Menjadi college traveler dengan uang pas-pasan  bukan berarti  tidak bisa sepenuhnya menikmati keindaah kota New York. Saya berkesempatan mengunjungi kota ini dua kali, pertama memang karena ingin melihat New York--Hutan Menara—yang dianggap sebagai salah satu lambang peradaban abad 21 dan yang kedua karena urusan pekerjaan.

Sebelum menginjakkan kaki di kota ini banyak hal negatif yang saya dengar dari orang Amerika tentang kota ini, bahkan salah seorang professor yang mengajar di kampus saya tidak pernah tertarik untuk mengunjung kota ini. “Kota ini terlalu ramai dan semua orang suka hidup sendiri,” Katanya. Kota New York sering dianggap seperti pelarianbagi  orang-orang yang suka kesendirian tapi mereka ingin sendiri bersama-sama. Ada juga yang mengatakan kalau kota ini terlalu terang oleh lampu-lampu merkuri yang dibuat manusia sehingga penduduknya tidak bisa menikmati bintang sepenuhnya pada malam hari, setiap orang di New York selalu berjalan cepat, lebih cepat dari orang-orang Amerika pada umumnya karena mereka terlalu sibuk. Jika saya menceritakan keburukan-keburukan yang saya dengar tentang kota ini, mungkin tidak akan bisa habis saya tulis namun keburukan –keburukan yang saya dengar ini tentu saja tidak mengurungkan niat saya untuk mengunjungi kota impian. Yeah, saya menyebutnya kota  ini kota impian, karena seniman dan penulis dari berbagai belahan dunia banyak memilih hijrah ke kota ini untuk berkarir, tinggal di gedung-gedung pencakar langit yang menjauhi gravistasi, membuat mereka merasa semakin bebas, mungkin juga karena mereka membutuhkan banyak waktu untuk sendiri dan mereka ingin sendiri bersama-sama. 

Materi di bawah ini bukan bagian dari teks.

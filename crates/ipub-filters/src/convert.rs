//! Whole-document conversion
//!
//! Reads a document from markdown or pandoc JSON, runs a [`Pipeline`] over
//! it and renders the result. These are the entry points used by the batch
//! converter and the command line.

use std::fmt;
use std::path::Path;
use std::str::FromStr;
use std::sync::Arc;

use ipub_ast::{OutputFormat, Pandoc, from_json_str, from_json_value, render};
use serde::{Deserialize, Serialize};

use crate::bibliography::Bibliography;
use crate::context::FilterContext;
use crate::definitions::BIBLIOGRAPHY_META_ROUTE;
use crate::error::Result;
use crate::options::OptionOverrides;
use crate::pipeline::Pipeline;

/// Format of textual input
#[derive(Debug, Clone, Copy, Default, PartialEq, Eq, Hash, Serialize, Deserialize)]
#[serde(rename_all = "lowercase")]
pub enum InputFormat {
    #[default]
    Markdown,
    Json,
}

impl InputFormat {
    pub fn as_str(&self) -> &'static str {
        match self {
            InputFormat::Markdown => "markdown",
            InputFormat::Json => "json",
        }
    }
}

impl fmt::Display for InputFormat {
    fn fmt(&self, f: &mut fmt::Formatter<'_>) -> fmt::Result {
        f.write_str(self.as_str())
    }
}

impl FromStr for InputFormat {
    type Err = String;

    fn from_str(s: &str) -> std::result::Result<Self, Self::Err> {
        match s.to_ascii_lowercase().as_str() {
            "markdown" | "md" => Ok(InputFormat::Markdown),
            "json" => Ok(InputFormat::Json),
            _ => Err(format!("Unknown input format: {s}")),
        }
    }
}

/// A document to filter
#[derive(Debug, Clone)]
pub enum Source<'a> {
    /// Markdown or JSON text, depending on the [`InputFormat`]
    Text(&'a str),
    /// Lines of text, joined with newlines
    Lines(&'a [String]),
    /// An already decoded pandoc JSON value
    Json(serde_json::Value),
    /// An already built document tree
    Tree(Pandoc),
}

impl<'a> From<&'a str> for Source<'a> {
    fn from(text: &'a str) -> Self {
        Source::Text(text)
    }
}

impl From<Pandoc> for Source<'_> {
    fn from(doc: Pandoc) -> Self {
        Source::Tree(doc)
    }
}

impl Source<'_> {
    /// Build the document tree
    ///
    /// # Errors
    ///
    /// Returns an error for invalid front matter or a malformed JSON
    /// document (including one missing `meta`, `blocks` or
    /// `pandoc-api-version`).
    pub fn read(self, in_format: InputFormat) -> Result<Pandoc> {
        let doc = match self {
            Source::Text(text) => read_text(text, in_format)?,
            Source::Lines(lines) => read_text(&lines.join("\n"), in_format)?,
            Source::Json(value) => from_json_value(value)?,
            Source::Tree(doc) => doc,
        };
        Ok(doc)
    }
}

fn read_text(text: &str, in_format: InputFormat) -> Result<Pandoc> {
    Ok(match in_format {
        InputFormat::Markdown => ipub_markdown::parse(text)?,
        InputFormat::Json => from_json_str(text)?,
    })
}

/// Caller supplied settings shared by every document of a run
#[derive(Debug, Clone, Default)]
pub struct FilterSettings {
    /// Option layers, highest precedence first; document metadata still wins
    pub layers: Vec<OptionOverrides>,
    pub bibliography: Option<Arc<Bibliography>>,
}

impl FilterSettings {
    pub fn new() -> Self {
        Self::default()
    }

    pub fn with_layer(mut self, layer: OptionOverrides) -> Self {
        self.layers.push(layer);
        self
    }

    pub fn with_bibliography(mut self, bibliography: Arc<Bibliography>) -> Self {
        self.bibliography = Some(bibliography);
        self
    }

    /// A fresh context for one document
    ///
    /// Without a caller supplied bibliography, HTML output reads the file
    /// named by the document's `ipub.bibliography` metadata, resolved
    /// against the working directory.
    ///
    /// # Errors
    ///
    /// Returns an error if that file cannot be read or parsed.
    pub fn context(&self, doc: &Pandoc, format: OutputFormat) -> Result<FilterContext> {
        let ctx = FilterContext::for_document(doc, format, &self.layers);
        if let Some(bibliography) = &self.bibliography {
            return Ok(ctx.with_bibliography(Arc::clone(bibliography)));
        }
        if format == OutputFormat::Html
            && let Some(path) = doc.meta.get_path(BIBLIOGRAPHY_META_ROUTE).and_then(|v| v.as_string())
        {
            let bibliography = Bibliography::load(Path::new(&path))?;
            tracing::debug!(path = %path, entries = bibliography.len(), "Loaded bibliography from metadata");
            return Ok(ctx.with_bibliography(Arc::new(bibliography)));
        }
        Ok(ctx)
    }
}

/// Read a document and run the pipeline over it, returning the tree
pub fn filter_document(
    source: Source<'_>,
    in_format: InputFormat,
    pipeline: &Pipeline,
    format: OutputFormat,
    settings: &FilterSettings,
) -> Result<Pandoc> {
    let mut doc = source.read(in_format)?;
    let mut ctx = settings.context(&doc, format)?;
    pipeline.run(&mut doc, &mut ctx)?;
    if !ctx.collisions().is_empty() {
        tracing::debug!(labels = ?ctx.collisions(), "Document has duplicate labels");
    }
    Ok(doc)
}

/// Read a document, run the pipeline and render it to `out_format`
///
/// # Example
///
/// ```
/// use ipub_ast::OutputFormat;
/// use ipub_filters::{FilterSettings, InputFormat, Pipeline, Source, apply_filter};
///
/// let out = apply_filter(
///     Source::Text("See +@fig:a."),
///     &Pipeline::standard(),
///     OutputFormat::Latex,
///     InputFormat::Markdown,
///     &FilterSettings::new(),
/// )
/// .unwrap();
/// assert_eq!(out, "See \\cref{fig:a}.\n");
/// ```
pub fn apply_filter(
    source: Source<'_>,
    pipeline: &Pipeline,
    out_format: OutputFormat,
    in_format: InputFormat,
    settings: &FilterSettings,
) -> Result<String> {
    let doc = filter_document(source, in_format, pipeline, out_format, settings)?;
    Ok(render(&doc, out_format))
}

/// Options applied by [`jinja_filter`] unless the caller or the document
/// sets them
pub fn jinja_defaults() -> OptionOverrides {
    OptionOverrides {
        use_numref: Some(true),
        at_notation: Some(true),
        reftag: Some("cref".to_string()),
        ..Default::default()
    }
}

/// Filter a markdown fragment with the standard pipeline, for use from
/// templates. Leading and trailing blank lines are removed.
pub fn jinja_filter(source: &str, to_format: OutputFormat, options: &OptionOverrides) -> Result<String> {
    let settings = FilterSettings::new()
        .with_layer(options.clone())
        .with_layer(jinja_defaults());
    let out = apply_filter(
        Source::Text(source),
        &Pipeline::standard(),
        to_format,
        InputFormat::Markdown,
        &settings,
    )?;
    Ok(out.trim_matches('\n').to_string())
}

Tepat setelah tiga hari penyerangan di Paris, saya  naik bis ke Chicago dan kemudian naik kereta Amtrak sekitar 19 jam, melewati beberapa negara bagian dan akhirnya sampai di hutan menara yang sedang dijaga dengan sangat ketat. Walapun wajah New York sama sekali berbeda dengan Lombok tapi New York  mengingatkan saya untuk tetap bangga menjadi seorang anak yang lahir dan dibesarkan di pulau kecil.  Dengan uang saku seadanya saya sering kali memilih wisata yang hemat dan tidak mengeluarkan biaya sama sekali.

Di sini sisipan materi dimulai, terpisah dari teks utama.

//! Integration tests for the ipubpandoc binary

use std::fs;
use std::path::{Path, PathBuf};
use std::process::{Command, Output};

use tempfile::tempdir;

const DOCUMENT: &str = "\
---
title: Example
---

$$a = b$$ {#eq:ab}

See =@eq:ab, +[@fig:a; @tbl:b] and @smith2020
";

fn ipubpandoc_binary() -> PathBuf {
    PathBuf::from(env!("CARGO_BIN_EXE_ipubpandoc"))
}

fn run(dir: &Path, args: &[&str]) -> Output {
    let output = Command::new(ipubpandoc_binary())
        .current_dir(dir)
        .args(args)
        .output()
        .expect("Failed to run ipubpandoc");
    assert!(
        output.status.success(),
        "ipubpandoc failed: {}",
        String::from_utf8_lossy(&output.stderr)
    );
    output
}

/// Write `DOCUMENT` to a temporary directory, convert it and return the output
fn convert(args: &[&str], out_name: &str) -> String {
    let dir = tempdir().unwrap();
    fs::write(dir.path().join("doc.md"), DOCUMENT).unwrap();
    let mut all = vec!["doc.md", "-o", out_name, "-q"];
    all.extend_from_slice(args);
    run(dir.path(), &all);
    fs::read_to_string(dir.path().join(out_name)).unwrap()
}

#[test]
fn test_latex_is_the_default() {
    let output = convert(&[], "doc.tex");
    insta::assert_snapshot!(output, @r"
    \begin{equation}a = b\label{eq:ab}\end{equation}

    See \eqref{eq:ab}, \cref{fig:a,tbl:b} and \cite{smith2020}
    ");
}

#[test]
fn test_rst_output() {
    let output = convert(&["-t", "rst"], "doc.rst");
    insta::assert_snapshot!(output, @r"
    .. math::
       :nowrap:
       :label: eq:ab

       \begin{equation}a = b\end{equation}

    See :eq:`eq:ab`, :ref:`fig:a` and :ref:`tbl:b` and :cite:`smith2020`
    ");
}

#[test]
fn test_numref_flag() {
    let output = convert(&["-t", "rst", "--use-numref"], "doc.rst");
    assert!(output.contains(":numref:`fig:a` and :numref:`tbl:b`"), "{output}");
}

#[test]
fn test_default_output_path() {
    let dir = tempdir().unwrap();
    fs::write(dir.path().join("doc.md"), DOCUMENT).unwrap();
    let output = run(dir.path(), &["doc.md", "-t", "html"]);
    assert_eq!(String::from_utf8_lossy(&output.stdout).trim(), "doc.html");
    let html = fs::read_to_string(dir.path().join("doc.html")).unwrap();
    assert!(html.contains(r##"<a href="#eq:ab">1</a>"##), "{html}");
}

#[test]
fn test_json_output_keeps_references() {
    let output = convert(&["--json"], "doc.json");
    let value: serde_json::Value = serde_json::from_str(&output).unwrap();
    assert_eq!(
        value["meta"]["$$references"]["c"]["eq:ab"]["c"]["number"]["c"],
        "1"
    );
}

#[test]
fn test_strip_meta_flag() {
    let output = convert(&["--json", "--strip-meta"], "doc.json");
    let value: serde_json::Value = serde_json::from_str(&output).unwrap();
    assert_eq!(value["meta"], serde_json::json!({}));
}

#[test]
fn test_config_file_is_used() {
    let dir = tempdir().unwrap();
    fs::write(dir.path().join("doc.md"), DOCUMENT).unwrap();
    fs::write(
        dir.path().join("_ipubpandoc.toml"),
        "[output]\nformat = \"rst\"\n\n[pandoc]\nuse_numref = true\n",
    )
    .unwrap();
    run(dir.path(), &["doc.md", "-q"]);
    let output = fs::read_to_string(dir.path().join("doc.rst")).unwrap();
    assert!(output.contains(":numref:`fig:a`"), "{output}");
}

#[test]
fn test_bibliography_numbers_html_citations() {
    let dir = tempdir().unwrap();
    fs::write(dir.path().join("doc.md"), "See @smith2020.\n").unwrap();
    fs::write(
        dir.path().join("refs.json"),
        r#"[{"id": "smith2020", "DOI": "10.1000/xyz"}]"#,
    )
    .unwrap();
    run(
        dir.path(),
        &["doc.md", "-t", "html", "--bibliography", "refs.json", "-q"],
    );
    let html = fs::read_to_string(dir.path().join("doc.html")).unwrap();
    insta::assert_snapshot!(html, @r#"<p>See <span>[<a href="https://doi.org/10.1000/xyz">1</a>]</span>.</p>"#);
}

#[test]
fn test_directory_conversion() {
    let input = tempdir().unwrap();
    let output = tempdir().unwrap();
    fs::write(input.path().join("a.md"), "see +@fig:a\n").unwrap();
    fs::write(input.path().join("b.md"), "see !@fig:b\n").unwrap();

    let out_dir = output.path().to_str().unwrap();
    run(input.path(), &[".", "-o", out_dir, "-q", "-j", "2"]);

    assert_eq!(
        fs::read_to_string(output.path().join("a.tex")).unwrap(),
        "see \\cref{fig:a}\n"
    );
    assert_eq!(
        fs::read_to_string(output.path().join("b.tex")).unwrap(),
        "see \\ref{fig:b}\n"
    );
}

#[test]
fn test_directory_failure_exit_code() {
    let input = tempdir().unwrap();
    fs::write(
        input.path().join("bad.md"),
        "a b\n- -\nx y\n\nTable: Caption {#tbl:a align=q}\n",
    )
    .unwrap();
    let status = Command::new(ipubpandoc_binary())
        .current_dir(input.path())
        .args([".", "-q"])
        .status()
        .unwrap();
    assert!(!status.success());
}

#[test]
fn test_init_writes_config() {
    let dir = tempdir().unwrap();
    run(dir.path(), &["init"]);
    let content = fs::read_to_string(dir.path().join("_ipubpandoc.toml")).unwrap();
    assert!(content.starts_with("#:schema"));
    assert!(content.contains("[pandoc]"));

    let again = Command::new(ipubpandoc_binary())
        .current_dir(dir.path())
        .arg("init")
        .status()
        .unwrap();
    assert!(!again.success());
}

#[test]
fn test_schema_subcommand() {
    let dir = tempdir().unwrap();
    let output = run(dir.path(), &["schema"]);
    let schema: serde_json::Value = serde_json::from_slice(&output.stdout).unwrap();
    assert_eq!(schema["title"], "Config");
}

#[test]
fn test_missing_input() {
    let dir = tempdir().unwrap();
    let output = Command::new(ipubpandoc_binary())
        .current_dir(dir.path())
        .arg("missing.md")
        .output()
        .unwrap();
    assert!(!output.status.success());
    assert!(String::from_utf8_lossy(&output.stderr).contains("does not exist"));
}
//! ipub-filters: citation, label and raw markup filters for ipubpandoc
//!
//! This crate provides:
//! - Extraction passes that turn `@label` notation, `{#label}` attribute
//!   blocks and raw LaTeX/RST/HTML fragments into tagged containers
//! - Rendering passes that write those containers for LaTeX, RST or HTML
//! - The [`Pipeline`] driving the passes over one document with its own
//!   [`FilterContext`]
//! - String level conveniences ([`apply_filter`], [`jinja_filter`])
//!
//! ## Example
//!
//! ```rust
//! use ipub_ast::OutputFormat;
//! use ipub_filters::{OptionOverrides, jinja_filter};
//!
//! let md = "$$a=b$$ {#eq:ab}\n\nSee =@eq:ab and @smith2020.\n";
//! let out = jinja_filter(md, OutputFormat::Latex, &OptionOverrides::default()).unwrap();
//! assert!(out.contains(r"\label{eq:ab}"));
//! assert!(out.contains(r"See \eqref{eq:ab} and \cite{smith2020}."));
//! ```

pub mod attributes;
pub mod bibliography;
pub mod context;
pub mod convert;
pub mod definitions;
pub mod error;
pub mod format_cites;
pub mod format_labels;
pub mod format_raw;
pub mod options;
pub mod pipeline;
pub mod prepare_cites;
pub mod prepare_labels;
pub mod prepare_raw;
pub mod render;
pub mod units;

pub use bibliography::{BibEntry, Bibliography};
pub use context::{FilterContext, Reference};
pub use convert::{
    FilterSettings, InputFormat, Source, apply_filter, filter_document, jinja_defaults,
    jinja_filter,
};
pub use definitions::{RefPrefix, RefType};
pub use error::{FilterError, Result};
pub use format_cites::{FormatCites, strip_cite_spans};
pub use format_labels::{FormatLabels, strip_labelled_spans};
pub use format_raw::FormatRaw;
pub use options::{FilterOptions, OptionOverrides};
pub use pipeline::{Pass, Pipeline, Stage};
pub use prepare_cites::PrepareCites;
pub use prepare_labels::PrepareLabels;
pub use prepare_raw::PrepareRaw;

1.      Menyebrangi Jembatan Brooklyn
Jembatan ini menghubungkan Brooklyn dengan pusat perdagangan dunia yang berada di Wall Street, membelah East River. Saat membaca sebuah perunggu yang tertempel di salah satu tiang raksasanya tertulis nama arsiteknya, John Augustus Roebling, seorang immigrant German.  Menikmati lintangan tali-temali dan tiang-tiang raksasa, para pengendara sepeda yang sering kali kesal karena jalurnya diambil turis-turis yang selfie, menikmati  sungai yang bersih membuat saya senang, geli dan bangga menjadi manusia. Tapi ada perasan malu juga, saat menikmati pemandangan hamparan gedung-gedung yang lebih tinggi dari pohon-pohon di Lombok berdiri kokoh. Sepertinya manusia memang ditakdirkan untuk tidak mau berbagi tempat dengan mahluk lain. Menyebrangi jembatan ini memang tidak membutuhkan keberanian dan akan membuatmu merasa seperti berada dalam film-film Hollywood. Tentu saja sangat berbeda sekali dengan jembatan-jembatan bambu yang pernah saya sebrangi di pedalaman Pulau Lombok, yang membutuhkan konstransi penuh agar tidak jatuh dan telah membuat saya menjadi seorang yang pemberani.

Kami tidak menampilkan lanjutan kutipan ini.